| Required work |
Which lines of the entries contain the word "without"? Please list them.

| Source data |
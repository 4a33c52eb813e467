//! Dispatch error definitions.

use std::time::Duration;

use thiserror::Error;

use crate::http::response::LocalApiResponse;

/// Errors that can end a local API dispatch.
#[derive(Debug, Error)]
pub enum DispatchError {
    /// Method or path could not form a request. The handler never ran.
    #[error("invalid local API request: {0}")]
    Construction(#[from] axum::http::Error),

    /// The handler finished with a failure status. The response is kept so
    /// callers can inspect whatever was written.
    #[error("bad http status for local API response: {}", .0.status_code())]
    BadStatus(Box<LocalApiResponse>),

    /// The handler did not finish before the deadline.
    #[error("local API request timed out after {0:?}")]
    Timeout(Duration),

    /// The worker thread could not be started.
    #[error("failed to spawn local API worker: {0}")]
    Spawn(#[source] std::io::Error),

    /// The worker ended without delivering a response.
    #[error("local API worker exited without a response")]
    WorkerAborted,
}

impl DispatchError {
    pub fn is_timeout(&self) -> bool {
        matches!(self, DispatchError::Timeout(_))
    }

    pub fn is_bad_status(&self) -> bool {
        matches!(self, DispatchError::BadStatus(_))
    }

    /// The captured response, present only for `BadStatus`.
    pub fn response(&self) -> Option<&LocalApiResponse> {
        match self {
            DispatchError::BadStatus(response) => Some(response.as_ref()),
            _ => None,
        }
    }

    pub fn into_response(self) -> Option<LocalApiResponse> {
        match self {
            DispatchError::BadStatus(response) => Some(*response),
            _ => None,
        }
    }
}

/// Result type for dispatch operations.
pub type DispatchResult<T> = Result<T, DispatchError>;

| Exercise solution |
    /// The worker ended without delivering a response.
    #[error("local API worker exited without a response")]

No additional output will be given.